■ Assignment:
Every line below that holds the string "TapeSample" must be copied.

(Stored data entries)
--------------------

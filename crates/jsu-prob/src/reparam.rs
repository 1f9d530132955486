//! Pathwise gradients of samples on the reverse-mode tape.
//!
//! [`JohnsonSU::sample_n`] already differentiates through dual numbers when
//! `T` is [`Dual`](jsu_ad::Dual); that costs one pass per parameter
//! direction. Recording the draws on a [`Tape`] instead yields the gradient of
//! a scalar loss with respect to every parameter element in one backward
//! sweep. The standard-normal noise is identical to what `sample_n` draws for
//! the same seed.

use jsu_ad::{Scalar, Tape, Var};
use jsu_core::Result;
use ndarray::{ArrayD, Zip};

use crate::johnson_su::JohnsonSU;
use crate::tensor::{broadcast_to, shape_of};

/// Parameter leaves recorded on a tape, one [`Var`] per element, in the
/// parameters' own (unbroadcast) shapes.
#[derive(Debug, Clone)]
pub struct TapeParams {
    /// `gamma` leaves.
    pub gamma: ArrayD<Var>,
    /// `delta` leaves.
    pub delta: ArrayD<Var>,
    /// `loc` leaves.
    pub loc: ArrayD<Var>,
    /// `scale` leaves.
    pub scale: ArrayD<Var>,
}

/// Draws recorded on a tape together with the parameter leaves they depend on.
#[derive(Debug, Clone)]
pub struct TapeSample {
    /// Parameter leaves.
    pub params: TapeParams,
    /// Draws, shape `[n] + batch_shape`.
    pub draws: ArrayD<Var>,
}

/// Value of a loss over samples and its gradient per parameter element.
#[derive(Debug, Clone, PartialEq)]
pub struct SampleGradients {
    /// Loss value.
    pub value: f64,
    /// `∂loss/∂gamma`.
    pub gamma: ArrayD<f64>,
    /// `∂loss/∂delta`.
    pub delta: ArrayD<f64>,
    /// `∂loss/∂loc`.
    pub loc: ArrayD<f64>,
    /// `∂loss/∂scale`.
    pub scale: ArrayD<f64>,
}

impl<T: Scalar> JohnsonSU<T> {
    /// Record `n` draws per batch member on `tape`.
    pub fn sample_on_tape(&self, tape: &mut Tape, n: usize, seed: Option<u64>) -> Result<TapeSample> {
        let r = self.resolve()?;
        let mut leaves = |a: &ArrayD<T>| a.mapv(|v| tape.var(v.value()));
        let params = TapeParams {
            gamma: leaves(&r.gamma),
            delta: leaves(&r.delta),
            loc: leaves(&r.loc),
            scale: leaves(&r.scale),
        };

        let z = Self::standard_normal_draws(n, &r.batch, seed);
        let shape = shape_of(&z);
        let g = broadcast_to(&params.gamma, &shape, "gamma")?;
        let d = broadcast_to(&params.delta, &shape, "delta")?;
        let l = broadcast_to(&params.loc, &shape, "loc")?;
        let s = broadcast_to(&params.scale, &shape, "scale")?;

        let draws = Zip::from(&z).and(g).and(d).and(l).and(s).map_collect(|&z, &g, &d, &l, &s| {
            let t = tape.f64_sub(z, g);
            let t = tape.div(t, d);
            let t = tape.sinh(t);
            let t = tape.mul(s, t);
            tape.add(t, l)
        });
        Ok(TapeSample { params, draws })
    }

    /// Draw `n` samples per batch member, reduce them with `loss` and return
    /// the loss value with its gradient per parameter element.
    ///
    /// # Example
    /// ```
    /// use jsu_core::DistributionOptions;
    /// use jsu_prob::JohnsonSU;
    ///
    /// let dist = JohnsonSU::<f64>::new(1.0, 2.0, 0.0, 1.0, DistributionOptions::default()).unwrap();
    /// let grads = dist
    ///     .sample_gradients(16, Some(0), |tape, draws| {
    ///         let xs: Vec<_> = draws.iter().copied().collect();
    ///         tape.sum(&xs)
    ///     })
    ///     .unwrap();
    /// // d/dloc of a sum of 16 draws.
    /// assert_eq!(grads.loc[[]], 16.0);
    /// ```
    pub fn sample_gradients<F>(&self, n: usize, seed: Option<u64>, loss: F) -> Result<SampleGradients>
    where
        F: FnOnce(&mut Tape, &ArrayD<Var>) -> Var,
    {
        let mut tape = Tape::new();
        let sample = self.sample_on_tape(&mut tape, n, seed)?;
        let out = loss(&mut tape, &sample.draws);
        tape.backward(out);
        let adjoints = |a: &ArrayD<Var>| a.mapv(|v| tape.adjoint(v));
        Ok(SampleGradients {
            value: tape.val(out),
            gamma: adjoints(&sample.params.gamma),
            delta: adjoints(&sample.params.delta),
            loc: adjoints(&sample.params.loc),
            scale: adjoints(&sample.params.scale),
        })
    }
}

--------------------

■ Result:
pub struct TapeSample {
    pub fn sample_on_tape(&self, tape: &mut Tape, n: usize, seed: Option<u64>) -> Result<TapeSample> {
        Ok(TapeSample { params, draws })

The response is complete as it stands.